多焦点レンズは、遠くのものと近くのものの両方に対して同時に焦点が合うように設計されたレンズで、遠近両方にピントを合わせることができます。
遠くから手元まで幅広くピントを合わせることが可能な連続焦点型レンズや、遠くから中間距離が見やすい焦点深度拡張型レンズなど、いくつかの種類があります。
複数の距離にピントを合わせることができるため日常生活の質が向上しやすい一方、眩しさや光のにじみを感じやすかったり、ピントが合う距離での視界が単焦点レンズほどはクリアになりにくいというデメリットがあります。
また、多焦点レンズは保険適用外となるため、レンズの料金を自費で支払う必要があります。

白内障手術後の注意点

白内障手術後は、感染症などを防ぐため、洗顔や洗髪といった日常生活が一定期間制限されます。目に対する負担を避けるため、目を触ったりしないように注意することや、お酒なども控える必要があります。

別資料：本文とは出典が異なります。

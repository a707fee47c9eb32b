//! Window lifecycle state machine
//!
//! A wayecho window moves through exactly three phases:
//! `Unconfigured` after the xdg objects are created, `Configured` once the
//! compositor's first configure event has been acknowledged (at which point
//! the pixel buffer is attached and committed), and `Closing` when the
//! compositor asks us to go away. Shell pings are answered in every phase.

use log::debug;

/// The phase a window is in, driven purely by compositor events.
#[derive(Debug, Clone, Copy, PartialEq, Eq, Default)]
pub enum WindowPhase {
    /// xdg objects exist but no configure event has been acknowledged yet
    #[default]
    Unconfigured,
    /// First configure acked; the buffer is attached and the window is mapped
    Configured,
    /// The compositor requested a close; the dispatch loop should exit
    Closing,
}

impl WindowPhase {
    /// Record an acknowledged configure event.
    ///
    /// Returns `true` exactly once, on the transition out of `Unconfigured`,
    /// which is the signal to attach the prepared buffer. Later configures
    /// are acked by the caller but change nothing here (the window is
    /// fixed-size). A configure after `Closing` is ignored.
    pub fn configure_acked(&mut self) -> bool {
        match *self {
            WindowPhase::Unconfigured => {
                debug!("Window configured; attaching buffer");
                *self = WindowPhase::Configured;
                true
            }
            WindowPhase::Configured | WindowPhase::Closing => false,
        }
    }

    /// Record a close request from the compositor.
    pub fn close_requested(&mut self) {
        debug!("Window close requested");
        *self = WindowPhase::Closing;
    }

    /// Whether the dispatch loop should keep running.
    pub fn is_running(&self) -> bool {
        !matches!(self, WindowPhase::Closing)
    }
}
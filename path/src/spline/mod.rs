/*
 * This Source Code Form is subject to the terms of the Mozilla Public
 * License, v. 2.0. If a copy of the MPL was not distributed with this
 * file, You can obtain one at https://mozilla.org/MPL/2.0/.
 */

//!
//! # Cardinal splines
//!
//! A cardinal spline passes through every point it is given. Each section between two points becomes one cubic
//! bezier whose control points are offset along the line joining the neighbouring points, scaled by the tension.
//!

mod cardinal;

pub use self::cardinal::*;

また、感染症を予防するための点眼薬なども適切に使用する必要があり、きちんとケアを行うことが大切です。
また、水晶体を除去しているため白内障そのものの再発リスクは少ないですが、水晶体嚢の混濁による後発白内障などの可能性があるため、場合によっては追加の治療が必要となります。

白内障治療の手術におけるリスクと合併症

白内障治療の手術におけるリスクと合併症
白内障治療の手術においては、下記のようなリスクがあります。

痛みや腫れ

白内障手術は麻酔で痛みを抑えるため、手術中の痛みは基本的にありません。ただし、手術時間が長引いた場合などは痛みが出る可能性もあるため、その場合は医師に申告して麻酔の追加などを受けましょう。
手術後も強い痛みが生じる可能性は低いですが、軽い圧迫感やゴロゴロ感がしばらく続く可能性はあります。
また、眼球の手術なので、皮膚組織の腫れなどは基本的にありません。

見え方のトラブル

元々白く濁っていた状態が透明になるため、手術直後はまぶしいと感じる場合が多いといえます。手術後すぐに見えるようになることもありますが、手術後の状態によってはだんだんと視力が上がってくることもあります。

合併症

白内障手術で生じやすい合併症は下記のとおりです。

飛蚊症

飛蚊症は、視界に黒い点などが見える症状で、硝子体内部の小さい濁りなどが原因で現れます。白内障手術によって生じるのではなく、手術によって物が見えやすくなることで気になるようになる場合が多く、基本的には大きな問題はありません。
ただし、目の病気などで飛蚊症が増加することもあるため、黒い点が増えていると感じたら眼科の診察を受けましょう。

後発白内障

眼内レンズを挿入している水晶体嚢が濁ることで、再び白内障のような状態になるものが、後発白内障です。手術後数ヶ月で発症することもありますが、YAGレーザーの照射ですぐに治療が可能です。

細菌性眼内炎

手術によってできた傷口から細菌が入り込み、感染が引き起こされることで生じる合併症です。処方される点眼薬を適切に使用するなど、術後のケアをしっかりと行えば予防可能ですが、万が一悪化すると重篤な後遺症につながる恐れもあります。

眼内レンズの偏位・脱臼

外部からの衝撃や経年劣化などにより、眼内レンズの位置がずれてしまう場合があります。この場合、視力を回復させるためには再手術が必要になります。

まとめ

まとめ

白内障は、加齢などによって水晶体が白く濁ることで生じる目の疾患で、根本的な治療には水晶体を除去して人工の眼内レンズを入れる手術が、現在のところ唯一の方法となっています。
ただし、点眼薬で進行を遅らせることは可能であるため、早めに診断を受けて治療を開始すれば、点眼薬で視力をある程度維持することもできます。
白内障の手術はすばやく視力を取り戻し、生活の質を向上できるというメリットがありますが、術後の過ごし方などによっては合併症のリスクもあるため、治療を受ける際は医師の指示をしっかり守るようにしましょう。